La volaille française défend son pré carré

En dépit d’un engouement croissant des Français pour la volaille, la filière française ne cesse de perdre du terrain sur son propre sol, a déclaré l’Association nationale interprofessionnelle de la volaille de chair (ANVOL) lors d’une conférence de presse qui s’est déroulée le 7 octobre dernier à Paris. «Nous importions une volaille sur dix dans les années 1990, une sur quatre en 2000, quatre sur dix en 2010. En 2020, nous sommes à un sur deux !», s’est inquiété Gilles Huttepain, directeur adjoint du pôle amont du groupe LDC, et vice-président de la Fédération des industries avicoles (FIA). La situation est particulièrement difficile pour certaines « petites filières » typiquement françaises, comme celles du canard maigre, des pintades, cailles et pigeons. « On constate en moyenne, depuis le début de l’année, une perte de 30 % du chiffre d’affaires chez les éleveurs de canards à rôtir», déplore Jean-Yves Ménard, le président de l’interprofession du poulet de chair. Les pintades suscitent aussi l’inquiétude de l’ANVOL au point de s’interroger sur la pérennité de la filière.

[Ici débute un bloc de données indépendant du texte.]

//! Directory walking and snapshot construction.
//!
//! Uses `ignore::WalkBuilder` with the standard filters switched off, so every
//! file under the root is visited except those inside a build-cache directory.

use encoding_rs::{Encoding, UTF_8, WINDOWS_1252};
use ignore::WalkBuilder;
use std::fs;
use std::path::{Path, PathBuf};
use std::time::SystemTime;
use thiserror::Error;
use tracing::{debug, warn};

use super::types::{ScanWarning, Snapshot};

/// Directory names that are never descended into.
pub const BUILD_CACHE_DIRS: &[&str] = &["__pycache__"];

/// Files larger than this are skipped.
pub const MAX_READABLE_FILE_SIZE: u64 = 1024 * 1024;

#[derive(Debug, Error)]
pub enum SnapshotError {
    #[error("the path {path} does not exist or is not a directory")]
    InvalidPath { path: PathBuf },
}

/// Knobs for a directory walk.
#[derive(Debug, Clone)]
pub struct ScanOptions {
    /// Extra directory names to skip, on top of [`BUILD_CACHE_DIRS`].
    pub ignore_dirs: Vec<String>,
    pub max_file_size: u64,
}

impl Default for ScanOptions {
    fn default() -> Self {
        Self {
            ignore_dirs: Vec::new(),
            max_file_size: MAX_READABLE_FILE_SIZE,
        }
    }
}

/// Result of a full walk: the snapshot plus any files that had to be skipped.
#[derive(Debug, Clone, Default)]
pub struct Scan {
    pub snapshot: Snapshot,
    pub warnings: Vec<ScanWarning>,
}

/// A file found by the walker, before its content is read.
pub(super) struct WalkedFile {
    pub absolute: PathBuf,
    pub relative: String,
}

/// Normalise an extension list: drop empty entries and leading dots.
pub fn normalize_extensions<S: AsRef<str>>(extensions: &[S]) -> Vec<String> {
    extensions
        .iter()
        .map(|e| e.as_ref().trim().trim_start_matches('.').to_string())
        .filter(|e| !e.is_empty())
        .collect()
}

/// Whether a file name passes the extension filter. Empty filter matches all.
pub fn matches_extension(file_name: &str, extensions: &[String]) -> bool {
    if extensions.is_empty() {
        return true;
    }
    extensions.iter().any(|ext| {
        let ext = ext.trim_start_matches('.');
        file_name.len() > ext.len()
            && file_name.ends_with(ext)
            && file_name.as_bytes()[file_name.len() - ext.len() - 1] == b'.'
    })
}

fn is_cache_dir(name: &str, options: &ScanOptions) -> bool {
    BUILD_CACHE_DIRS.contains(&name) || options.ignore_dirs.iter().any(|d| d == name)
}

fn check_root(root: &Path) -> Result<(), SnapshotError> {
    if root.is_dir() {
        Ok(())
    } else {
        Err(SnapshotError::InvalidPath {
            path: root.to_path_buf(),
        })
    }
}

/// Walk `root` and yield every regular file passing the extension filter.
pub(super) fn walk_files(
    root: &Path,
    extensions: &[String],
    options: &ScanOptions,
) -> Result<Vec<WalkedFile>, SnapshotError> {
    check_root(root)?;

    let mut builder = WalkBuilder::new(root);
    builder.standard_filters(false);
    builder.follow_links(false);

    let skip = options.clone();
    builder.filter_entry(move |entry| {
        let is_dir = entry.file_type().map(|t| t.is_dir()).unwrap_or(false);
        !(is_dir && entry.depth() > 0 && is_cache_dir(&entry.file_name().to_string_lossy(), &skip))
    });

    let mut files = Vec::new();
    for entry in builder.build() {
        let entry = match entry {
            Ok(e) => e,
            Err(e) => {
                warn!("Error walking directory: {}", e);
                continue;
            }
        };

        if !entry.file_type().map(|t| t.is_file()).unwrap_or(false) {
            continue;
        }

        let file_name = entry.file_name().to_string_lossy();
        if !matches_extension(&file_name, extensions) {
            continue;
        }

        let path = entry.path();
        let relative = match path.strip_prefix(root) {
            Ok(p) => p.to_string_lossy().replace('\\', "/"),
            Err(_) => {
                warn!("Failed to get relative path for {}", path.display());
                continue;
            }
        };

        files.push(WalkedFile {
            absolute: path.to_path_buf(),
            relative,
        });
    }

    Ok(files)
}

fn encodings() -> [&'static Encoding; 2] {
    [UTF_8, WINDOWS_1252]
}

/// Decode bytes with the first encoding that accepts them without errors.
pub fn decode_text(bytes: &[u8]) -> Option<String> {
    encodings().into_iter().find_map(|encoding| {
        encoding
            .decode_without_bom_handling_and_without_replacement(bytes)
            .map(|text| {
                if encoding != UTF_8 {
                    debug!("Decoded file as {}", encoding.name());
                }
                text.into_owned()
            })
    })
}

/// Modification time of a file, if the filesystem reports one.
pub fn read_mtime(path: &Path) -> Option<SystemTime> {
    fs::metadata(path).ok().and_then(|m| m.modified().ok())
}

/// Read a file's text and mtime, or explain why it was skipped.
pub(super) fn read_file(
    path: &Path,
    options: &ScanOptions,
) -> Result<(String, SystemTime), ScanWarning> {
    let skip = |reason: String| ScanWarning {
        path: path.to_path_buf(),
        reason,
    };

    let metadata = fs::metadata(path).map_err(|e| skip(format!("failed to stat: {}", e)))?;
    if metadata.len() > options.max_file_size {
        return Err(skip(format!("file too large ({} bytes)", metadata.len())));
    }
    let mtime = metadata
        .modified()
        .map_err(|e| skip(format!("no modification time: {}", e)))?;

    let bytes = fs::read(path).map_err(|e| skip(format!("failed to read: {}", e)))?;
    let content = decode_text(&bytes).ok_or_else(|| skip("no supported text encoding".into()))?;

    Ok((content, mtime))
}

/// Walk `root` and capture every matching file.
///
/// Never fails for zero matches; unreadable files become warnings.
pub fn build(root: &Path, extensions: &[String], options: &ScanOptions) -> Result<Scan, SnapshotError> {
    debug!("Scanning codebase: {}", root.display());

    let mut scan = Scan::default();
    for file in walk_files(root, extensions, options)? {
        match read_file(&file.absolute, options) {
            Ok((content, mtime)) => scan.snapshot.insert(file.relative, content, mtime),
            Err(warning) => scan.warnings.push(warning),
        }
    }

    debug!(
        "Loaded {} files ({} skipped) from {}",
        scan.snapshot.len(),
        scan.warnings.len(),
        root.display()
    );

    Ok(scan)
}

/// Combine two snapshots; on a key collision the entry from `later` wins.
pub fn merge(earlier: &Snapshot, later: &Snapshot) -> Snapshot {
    let mut merged = earlier.clone();
    for (path, record) in later.iter() {
        merged.insert(path.to_string(), record.content.clone(), record.mtime);
    }
    merged
}

#[cfg(test)]
mod tests {
    use super::*;
    use std::time::{Duration, UNIX_EPOCH};

    #[test]
    fn test_matches_extension() {
        let exts = normalize_extensions(&["py", ".md", ""]);
        assert_eq!(exts, vec!["py", "md"]);
        assert!(matches_extension("main.py", &exts));
        assert!(matches_extension("README.md", &exts));
        assert!(!matches_extension("main.PY", &exts));
        assert!(!matches_extension("happy", &exts));
        assert!(!matches_extension("b.txt", &exts));
        assert!(matches_extension("anything", &[]));
    }

    #[test]
    fn test_decode_text_falls_back_to_windows_1252() {
        assert_eq!(decode_text(b"plain").as_deref(), Some("plain"));
        // 0xE9 is not valid UTF-8 on its own, but is 'é' in Windows-1252.
        assert_eq!(decode_text(b"caf\xe9").as_deref(), Some("café"));
    }

    #[test]
    fn test_merge_later_wins() {
        let t = UNIX_EPOCH + Duration::from_secs(5);
        let mut a = Snapshot::default();
        a.insert("x".into(), "old".into(), t);
        a.insert("y".into(), "y".into(), t);
        let mut b = Snapshot::default();
        b.insert("x".into(), "new".into(), t);
        b.insert("z".into(), "z".into(), t);

        let merged = merge(&a, &b);
        assert_eq!(merged.paths().collect::<Vec<_>>(), vec!["x", "y", "z"]);
        assert_eq!(merged.content("x"), Some("new"));
    }
}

La situation a enclin  la  filière à lancer, en début d’année, « Pacte  Ambition  ANVOL  2025  », qui  vise  à offrir des volailles françaises répondant aux différentes  attentes des consommateurs. L’Interprofession  demande  un  étiquetage  généralisé  de l’origine des volailles pour tous les circuits et, dans le cadre du plan de relance, un soutien financier pour accélérer le rythme de rénovation des poulaillers, des couvoirs et des abattoirs afin de répondre aux nouvelles attentes sociétales. Elle estime en effet ne pas pouvoir faire face seule au besoin annuel d’investissement, qui s’élève désormais à 600  millions d’euros par an.